The JPA specification has the concept of named queries which is an attempt to ‘Don’t Repeat Yourself’ (DRY), but in my opinion it is more a ‘Mistake By Specification’.
The fact that a query is written as a string, and therefore is not compiler checkable, is a missed chance (solutions like QueryDSL offer great alternatives here), but not the point I would like to make. My issue is with the ‘named’ part.
The link to named queries above has the following example:
@NamedQuery( name="findAllEmployeesByFirstName", queryString="SELECT OBJECT(emp) FROM Employee emp WHERE emp.firstName = :firstname" )
What you see here is that there is a definition of a query (usually located at the top of the Entity class) and somewhere else the query is used to read employees from the database, like so:
Query queryEmployeesByFirstName = em.createNamedQuery("findAllEmployeesByFirstName"); queryEmployeeByFirstName.setParameter("firstName", "John"); Collection employees = queryEmployeesByFirstName.getResultList();
The problem is that the named query in no way enforces or even specifies the parameters it requires. In this case it requires one, and its name of course suggest that, but this is a very thin and unstable relation, and not something I would like to base the stability of my code upon. After all, we all know how easy the name may go out-of-sync to the contents of the query.

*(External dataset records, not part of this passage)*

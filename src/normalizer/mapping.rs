//! Header text → canonical field mapping.
//!
//! Each column's header texts are tried bottom row first against an ordered
//! matcher chain: grouped headers, direct keys, substring patterns, then
//! single words. Grouped headers ("DRIVER/OPERATOR") span two columns; only
//! the left cell of a merge carries text, so the following textless column
//! takes the group's second field.

use regex::Regex;
use std::collections::HashMap;
use std::sync::OnceLock;
use tracing::{debug, warn};

use super::fields::{CanonicalField, ColumnMapping, ColumnTarget};
use super::header::HeaderContext;

use super::fields::CanonicalField as F;

/// Headers spanning two columns: (key, first column field, second column field).
const GROUPED_HEADERS: [(&str, CanonicalField, CanonicalField); 3] = [
    ("driveroperator", F::DriverLastName, F::DriverFirstName),
    ("driver", F::DriverLastName, F::DriverFirstName),
    ("confiscateditem", F::ConfiscatedItemType, F::ConfiscatedItemNumber),
];

const DIRECT_HEADERS: [(&str, CanonicalField); 20] = [
    ("dateofsubmission", F::DateOfSubmission),
    ("dateofapprehension", F::DateOfApprehension),
    ("timeofapprehension", F::TimeOfApprehension),
    ("agency", F::Agency),
    ("apprehendingofficer", F::ApprehendingOfficer),
    ("casenumber", F::CaseNumber),
    ("toptransactioncasenumber", F::CaseNumber),
    ("violation", F::Violation),
    ("mvtype", F::MvType),
    ("platenumber", F::PlateNumber),
    ("plateno", F::PlateNumber),
    ("platenomvfileno", F::PlateNumber),
    ("placeofapprehension", F::PlaceOfApprehension),
    ("remarks", F::Remarks),
    ("lastname", F::DriverLastName),
    ("firstname", F::DriverFirstName),
    ("restrictioncode", F::RestrictionCode),
    ("conditions", F::Conditions),
    ("nationality", F::Nationality),
    ("gender", F::Gender),
];

/// Substring patterns, first match in table order wins.
const HEADER_PATTERNS: [(&str, ColumnTarget); 14] = [
    ("dateofsubmission", ColumnTarget::Field(F::DateOfSubmission)),
    ("dateofapprehension", ColumnTarget::Field(F::DateOfApprehension)),
    ("timeofapprehension", ColumnTarget::Field(F::TimeOfApprehension)),
    ("apprehendingofficer", ColumnTarget::Field(F::ApprehendingOfficer)),
    ("casenumber", ColumnTarget::Field(F::CaseNumber)),
    ("transactioncasenumber", ColumnTarget::Field(F::CaseNumber)),
    ("placeofapprehension", ColumnTarget::Field(F::PlaceOfApprehension)),
    ("platenomvfile", ColumnTarget::Field(F::PlateNumber)),
    ("platenofile", ColumnTarget::Field(F::PlateNumber)),
    ("platenumber", ColumnTarget::Field(F::PlateNumber)),
    ("plateno", ColumnTarget::Field(F::PlateNumber)),
    ("mvtype", ColumnTarget::Field(F::MvType)),
    ("daysinterval", ColumnTarget::Skip),
    ("restrictioncode", ColumnTarget::Field(F::RestrictionCode)),
];

const SINGLE_WORDS: [(&str, CanonicalField); 6] = [
    ("agency", F::Agency),
    ("violation", F::Violation),
    ("remarks", F::Remarks),
    ("gender", F::Gender),
    ("nationality", F::Nationality),
    ("conditions", F::Conditions),
];

/// Computed server-side; never imported.
const DAYS_INTERVAL_KEY: &str = "daysinterval";

/// Lowercase, then drop everything outside `[a-z0-9]`.
pub fn normalize_key(raw: &str) -> String {
    static NON_ALNUM: OnceLock<Regex> = OnceLock::new();
    let re = NON_ALNUM.get_or_init(|| Regex::new("[^a-z0-9]").expect("static pattern"));
    re.replace_all(&raw.to_lowercase(), "").into_owned()
}

/// Spreadsheet column letter for a 0-based index (0 → A, 26 → AA).
pub fn column_letter(mut idx: usize) -> String {
    let mut letters = Vec::new();
    loop {
        letters.push((b'A' + (idx % 26) as u8) as char);
        if idx < 26 {
            break;
        }
        idx = idx / 26 - 1;
    }
    letters.iter().rev().collect()
}

/// Lookup tables used by the matcher chain.
#[derive(Debug, Clone)]
pub struct HeaderTable {
    grouped: Vec<(String, CanonicalField, CanonicalField)>,
    direct: HashMap<String, ColumnTarget>,
    patterns: Vec<(String, ColumnTarget)>,
    single_words: Vec<(String, CanonicalField)>,
}

impl Default for HeaderTable {
    fn default() -> Self {
        Self::builtin()
    }
}

impl HeaderTable {
    pub fn builtin() -> Self {
        let mut direct: HashMap<String, ColumnTarget> = DIRECT_HEADERS
            .iter()
            .map(|(k, f)| (k.to_string(), ColumnTarget::Field(*f)))
            .collect();
        direct.insert(DAYS_INTERVAL_KEY.to_string(), ColumnTarget::Skip);

        Self {
            grouped: GROUPED_HEADERS
                .iter()
                .map(|(k, a, b)| (k.to_string(), *a, *b))
                .collect(),
            direct,
            patterns: HEADER_PATTERNS
                .iter()
                .map(|(k, t)| (k.to_string(), *t))
                .collect(),
            single_words: SINGLE_WORDS
                .iter()
                .map(|(k, f)| (k.to_string(), *f))
                .collect(),
        }
    }

    /// Add direct aliases. Existing keys are never replaced.
    pub fn with_aliases<I, S>(mut self, aliases: I) -> Self
    where
        I: IntoIterator<Item = (S, CanonicalField)>,
        S: AsRef<str>,
    {
        for (raw, field) in aliases {
            let key = normalize_key(raw.as_ref());
            if key.is_empty() {
                warn!("Ignoring header alias '{}': no alphanumeric characters", raw.as_ref());
                continue;
            }
            if self.direct.contains_key(&key) || self.grouped.iter().any(|(k, _, _)| *k == key) {
                warn!("Ignoring header alias '{}': key '{}' already mapped", raw.as_ref(), key);
                continue;
            }
            debug!("Header alias '{}' -> {}", key, field);
            self.direct.insert(key, ColumnTarget::Field(field));
        }
        self
    }

    /// Map one column given its header texts (top to bottom).
    ///
    /// `cursor` carries group state from the column to the left.
    pub fn map_column(&self, cursor: &mut GroupCursor, texts: &[&str]) -> ColumnTarget {
        if texts.is_empty() {
            return match cursor.open.take() {
                Some(group) => self.group_slot(cursor, group),
                None => ColumnTarget::Skip,
            };
        }

        // A visible header always starts fresh
        cursor.open = None;

        let keys: Vec<String> = texts.iter().map(|t| normalize_key(t)).collect();
        if keys.iter().any(|k| k.contains(DAYS_INTERVAL_KEY)) {
            return ColumnTarget::Skip;
        }

        for key in keys.iter().rev() {
            let found = MATCHERS.iter().find_map(|matcher| matcher(self, key));
            match found {
                Some(HeaderMatch::Group(group)) => {
                    let target = self.group_slot(cursor, group);
                    cursor.open = Some(group);
                    return target;
                }
                Some(HeaderMatch::Target(target)) => return target,
                None => continue,
            }
        }

        ColumnTarget::Unknown
    }

    /// Take the next slot of a group; groups yield two fields, then skip.
    fn group_slot(&self, cursor: &mut GroupCursor, group: usize) -> ColumnTarget {
        let used = cursor.used.entry(group).or_insert(0);
        let (_, first, second) = &self.grouped[group];
        let target = match *used {
            0 => ColumnTarget::Field(*first),
            1 => ColumnTarget::Field(*second),
            _ => ColumnTarget::Skip,
        };
        *used += 1;
        target
    }
}

/// Group state threaded through the left-to-right column walk.
#[derive(Debug, Clone, Default, PartialEq, Eq)]
pub struct GroupCursor {
    /// Group opened by the column immediately to the left.
    open: Option<usize>,
    /// Slots consumed per group across the sheet.
    used: HashMap<usize, usize>,
}

impl GroupCursor {
    pub fn has_open_group(&self) -> bool {
        self.open.is_some()
    }
}

enum HeaderMatch {
    Group(usize),
    Target(ColumnTarget),
}

type Matcher = fn(&HeaderTable, &str) -> Option<HeaderMatch>;

const MATCHERS: [Matcher; 4] = [match_grouped, match_direct, match_pattern, match_single_word];

fn match_grouped(table: &HeaderTable, key: &str) -> Option<HeaderMatch> {
    table
        .grouped
        .iter()
        .position(|(k, _, _)| k == key)
        .map(HeaderMatch::Group)
}

fn match_direct(table: &HeaderTable, key: &str) -> Option<HeaderMatch> {
    table.direct.get(key).copied().map(HeaderMatch::Target)
}

fn match_pattern(table: &HeaderTable, key: &str) -> Option<HeaderMatch> {
    table
        .patterns
        .iter()
        .find(|(pattern, _)| key.contains(pattern.as_str()))
        .map(|(_, target)| HeaderMatch::Target(*target))
}

fn match_single_word(table: &HeaderTable, key: &str) -> Option<HeaderMatch> {
    table
        .single_words
        .iter()
        .find(|(word, _)| word == key)
        .map(|(_, field)| HeaderMatch::Target(ColumnTarget::Field(*field)))
}

/// Build the column mapping for a located header.
pub fn map_headers(ctx: &HeaderContext, table: &HeaderTable) -> ColumnMapping {
    let mut cursor = GroupCursor::default();
    let mapping: ColumnMapping = (0..ctx.column_count())
        .map(|col| {
            let texts = ctx.texts(col);
            let target = table.map_column(&mut cursor, &texts);
            debug!("Column {} {:?} -> {}", column_letter(col), texts, target);
            target
        })
        .collect();
    if cursor.has_open_group() {
        warn!("Grouped header in the last column has no second column");
    }
    mapping
}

What named queries try to prevent is that the query text is present on multiple locations. But the query and the required parameters are tightly related, basically they are a single unit which should not be split.
Because you need Java code anyhow to execute the JPQL query, I believe it is much better to wrap the query text and the parameters into a single method, where the query parameters are identical to the method parameters.
public Collection<Employees> findAllEmployeesByFirstName(String firstName) { Query query = em.createQuery("SELECT OBJECT(emp) FROM Employee emp WHERE emp.firstName = :firstname"); query.setParameter("firstName", firstName); Collection<Employees> employees = (Collection<Employees>)query.getResultList(); return employees; }
This puts the query text and the parameters closely together, making it easier to keep them in sync, and (because the query text cannot be reused outside this method) ensuring that any change in the parameters is compiler checkable. It does not really matter if such a finder method is placed in a DAO object, or in a static method on the entity (emulating a named query). What ever suits your taste.
Having argued that named queries are a bad idea, but solely because you need to keep the query and parameters together, could lead to the approach of just scattering queries through out the code, as long as the parameters are there as well. And conceptually this is fine; the premises that ‘the EntityManager is the DAO’ would in fact encourage this. However, there is an additional advantage of moving queries into finder methods; domain level security. Domain level security becomes important when users can have different permissions on different instances of the same class. For example an user in a forum may have edit permissions on his own posts, but he is not allowed to edit posts of another user. And the user also may not be allowed to read post that are part of a shielded forum. Implementing such security, for example using Spring Security – Access Control Lists (ACL), requires checking individual objects. Named queries in their intended use do not have a single place where they are executed -otherwise it would not make much sense using named queries-, and it will be very hard to make sure all query results are processed by the domain level security. But scattering queries all over the place is not very practical either, using DAO classes makes this much easier.
So, to summarize; do not use named queries, they’re evil. But because of future requirements maybe you should not use the EM directly at all and stick to DAO’s.
Thanks! Found this site again after a while…QueryDSL seems a good choice. Anyway queries look as they are constructed anew every time they are used. Hence real static queries with fixed structure such as named queries (or prepared statements as known from jdbc) could lead to a better execution performance.
If you hate it, do not write it on your own – let it be generated for you. There’s an Eclipse plug-in (anqu method) which will generate the boilerplate access method you have mentioned (static or into a bean – just as you like).
anqu method can also generate test methods which ensure that the method and the query are still in sync. This is another evil caused by named queries: Changes in the query will not lead to compiler errors. All users of the query may be broken without any warning. To handle this problem you can use a special test cases.
Yes, the runtime behavior of named queries is another aspect. Your plugin is a great way to easily convert @NamedQuery to methods, but personally I use QueryDSL to enable compile time checking of the query. That is even better than at test time. Never the less, good work!